### ACTIVITY
The entries below contain a line with "byte_size: encoded.len() as" and a line with "use std::sync::Arc;". Retype exactly everything from the first down to the second, both included, and nothing else.
PROVIDED RECORDS START
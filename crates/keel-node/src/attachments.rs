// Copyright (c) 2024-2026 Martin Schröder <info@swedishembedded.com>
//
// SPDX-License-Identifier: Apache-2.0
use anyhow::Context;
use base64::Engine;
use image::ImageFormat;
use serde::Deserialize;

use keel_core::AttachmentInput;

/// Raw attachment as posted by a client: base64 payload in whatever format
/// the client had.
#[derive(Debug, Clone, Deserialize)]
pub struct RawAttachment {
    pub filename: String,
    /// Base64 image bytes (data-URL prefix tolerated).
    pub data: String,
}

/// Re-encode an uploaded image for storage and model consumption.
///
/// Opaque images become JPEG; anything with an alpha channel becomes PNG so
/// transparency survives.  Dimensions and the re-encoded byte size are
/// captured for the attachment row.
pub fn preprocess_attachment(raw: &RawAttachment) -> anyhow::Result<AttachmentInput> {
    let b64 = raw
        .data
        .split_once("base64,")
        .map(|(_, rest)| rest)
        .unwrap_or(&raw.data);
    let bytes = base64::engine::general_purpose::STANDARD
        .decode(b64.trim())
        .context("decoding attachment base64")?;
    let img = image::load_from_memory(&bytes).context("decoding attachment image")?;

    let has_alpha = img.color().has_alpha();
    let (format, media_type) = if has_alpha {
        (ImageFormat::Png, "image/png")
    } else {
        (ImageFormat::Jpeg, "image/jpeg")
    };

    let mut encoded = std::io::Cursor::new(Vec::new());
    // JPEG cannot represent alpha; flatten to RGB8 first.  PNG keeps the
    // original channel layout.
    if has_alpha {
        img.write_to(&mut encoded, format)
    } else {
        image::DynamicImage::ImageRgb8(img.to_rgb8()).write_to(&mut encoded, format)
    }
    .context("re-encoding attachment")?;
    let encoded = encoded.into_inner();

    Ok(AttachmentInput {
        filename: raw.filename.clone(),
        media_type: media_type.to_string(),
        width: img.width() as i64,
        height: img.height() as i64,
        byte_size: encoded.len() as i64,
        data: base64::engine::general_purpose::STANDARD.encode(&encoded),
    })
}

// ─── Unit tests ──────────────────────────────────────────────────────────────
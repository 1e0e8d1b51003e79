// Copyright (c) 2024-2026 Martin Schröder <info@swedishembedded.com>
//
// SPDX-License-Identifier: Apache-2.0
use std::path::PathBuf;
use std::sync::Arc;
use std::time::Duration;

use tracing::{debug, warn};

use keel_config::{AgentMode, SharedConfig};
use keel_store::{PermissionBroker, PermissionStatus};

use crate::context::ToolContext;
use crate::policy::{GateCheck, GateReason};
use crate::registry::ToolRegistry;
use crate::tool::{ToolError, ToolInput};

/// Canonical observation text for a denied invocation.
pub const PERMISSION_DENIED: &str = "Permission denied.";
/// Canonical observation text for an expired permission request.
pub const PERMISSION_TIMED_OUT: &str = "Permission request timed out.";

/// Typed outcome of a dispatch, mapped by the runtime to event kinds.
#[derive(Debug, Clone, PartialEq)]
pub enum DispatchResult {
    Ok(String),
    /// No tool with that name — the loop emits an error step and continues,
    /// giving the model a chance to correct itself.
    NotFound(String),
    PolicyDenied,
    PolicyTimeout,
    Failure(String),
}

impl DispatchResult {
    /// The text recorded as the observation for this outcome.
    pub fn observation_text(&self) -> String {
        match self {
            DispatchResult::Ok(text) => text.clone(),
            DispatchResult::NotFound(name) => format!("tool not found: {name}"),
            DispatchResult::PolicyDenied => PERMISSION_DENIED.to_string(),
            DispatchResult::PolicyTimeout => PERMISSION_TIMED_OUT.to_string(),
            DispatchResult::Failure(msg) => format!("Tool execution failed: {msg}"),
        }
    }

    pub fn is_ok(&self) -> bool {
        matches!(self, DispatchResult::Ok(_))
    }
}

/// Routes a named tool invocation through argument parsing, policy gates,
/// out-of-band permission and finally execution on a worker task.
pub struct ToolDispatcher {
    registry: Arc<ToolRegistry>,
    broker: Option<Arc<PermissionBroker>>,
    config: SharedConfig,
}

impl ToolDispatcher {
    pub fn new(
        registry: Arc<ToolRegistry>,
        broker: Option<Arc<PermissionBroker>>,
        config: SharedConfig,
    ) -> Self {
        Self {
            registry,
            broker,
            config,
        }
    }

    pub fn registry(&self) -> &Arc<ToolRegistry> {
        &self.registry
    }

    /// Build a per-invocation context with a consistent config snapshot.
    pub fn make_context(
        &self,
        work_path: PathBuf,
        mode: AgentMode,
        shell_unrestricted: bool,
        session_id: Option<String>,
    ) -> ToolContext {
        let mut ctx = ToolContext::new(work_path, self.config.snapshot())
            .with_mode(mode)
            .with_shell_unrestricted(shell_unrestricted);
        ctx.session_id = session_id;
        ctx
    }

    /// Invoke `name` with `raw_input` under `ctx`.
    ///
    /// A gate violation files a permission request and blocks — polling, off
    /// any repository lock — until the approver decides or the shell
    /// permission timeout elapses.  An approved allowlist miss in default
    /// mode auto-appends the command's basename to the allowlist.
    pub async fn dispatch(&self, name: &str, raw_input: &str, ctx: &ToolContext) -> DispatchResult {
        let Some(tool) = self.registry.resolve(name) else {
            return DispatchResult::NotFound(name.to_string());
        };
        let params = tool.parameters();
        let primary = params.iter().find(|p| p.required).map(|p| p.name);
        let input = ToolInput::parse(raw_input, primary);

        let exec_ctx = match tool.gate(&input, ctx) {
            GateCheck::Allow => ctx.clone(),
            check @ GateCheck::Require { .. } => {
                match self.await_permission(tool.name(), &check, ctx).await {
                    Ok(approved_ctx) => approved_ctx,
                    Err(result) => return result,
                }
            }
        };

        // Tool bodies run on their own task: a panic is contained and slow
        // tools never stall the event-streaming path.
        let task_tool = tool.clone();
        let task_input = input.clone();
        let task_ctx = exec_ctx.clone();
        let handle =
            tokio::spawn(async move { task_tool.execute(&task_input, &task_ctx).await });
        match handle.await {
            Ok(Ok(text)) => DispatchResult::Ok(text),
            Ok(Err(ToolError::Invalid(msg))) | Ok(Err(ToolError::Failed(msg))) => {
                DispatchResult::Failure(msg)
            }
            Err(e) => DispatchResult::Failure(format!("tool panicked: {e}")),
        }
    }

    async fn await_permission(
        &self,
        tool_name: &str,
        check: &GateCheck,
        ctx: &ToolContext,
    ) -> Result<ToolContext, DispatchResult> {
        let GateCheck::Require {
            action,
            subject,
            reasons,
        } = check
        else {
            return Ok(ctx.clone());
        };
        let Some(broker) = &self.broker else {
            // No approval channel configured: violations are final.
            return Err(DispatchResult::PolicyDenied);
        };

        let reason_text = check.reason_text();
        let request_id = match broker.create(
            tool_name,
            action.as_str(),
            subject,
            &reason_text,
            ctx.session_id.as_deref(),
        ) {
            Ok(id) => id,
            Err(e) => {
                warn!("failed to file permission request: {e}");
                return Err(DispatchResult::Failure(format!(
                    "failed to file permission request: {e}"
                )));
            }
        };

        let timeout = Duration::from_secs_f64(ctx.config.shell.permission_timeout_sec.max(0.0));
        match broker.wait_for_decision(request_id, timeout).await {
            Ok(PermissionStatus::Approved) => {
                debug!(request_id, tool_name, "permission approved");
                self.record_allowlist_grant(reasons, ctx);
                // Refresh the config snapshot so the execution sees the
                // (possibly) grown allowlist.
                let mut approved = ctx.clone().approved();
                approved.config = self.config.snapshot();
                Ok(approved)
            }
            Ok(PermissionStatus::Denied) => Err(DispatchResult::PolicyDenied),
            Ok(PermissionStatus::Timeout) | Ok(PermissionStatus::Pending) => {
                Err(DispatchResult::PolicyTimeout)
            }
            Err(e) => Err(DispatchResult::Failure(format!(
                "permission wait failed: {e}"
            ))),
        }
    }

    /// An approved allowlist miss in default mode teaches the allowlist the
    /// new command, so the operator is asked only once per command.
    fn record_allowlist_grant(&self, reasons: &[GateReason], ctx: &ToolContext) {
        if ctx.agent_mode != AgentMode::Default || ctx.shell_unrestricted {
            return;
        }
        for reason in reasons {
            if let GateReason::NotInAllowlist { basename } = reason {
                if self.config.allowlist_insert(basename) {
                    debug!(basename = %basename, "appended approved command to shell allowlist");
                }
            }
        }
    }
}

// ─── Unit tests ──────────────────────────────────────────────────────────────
PROVIDED RECORDS END
### OUTPUT OF THE TASK
        byte_size: encoded.len() as i64,
        data: base64::engine::general_purpose::STANDARD.encode(&encoded),
    })
}

// ─── Unit tests ──────────────────────────────────────────────────────────────
repository 1e0e8d1b51003e79
// Copyright (c) 2024-2026 Martin Schröder <info@swedishembedded.com>
//
// SPDX-License-Identifier: Apache-2.0
use std::path::PathBuf;
use std::sync::Arc;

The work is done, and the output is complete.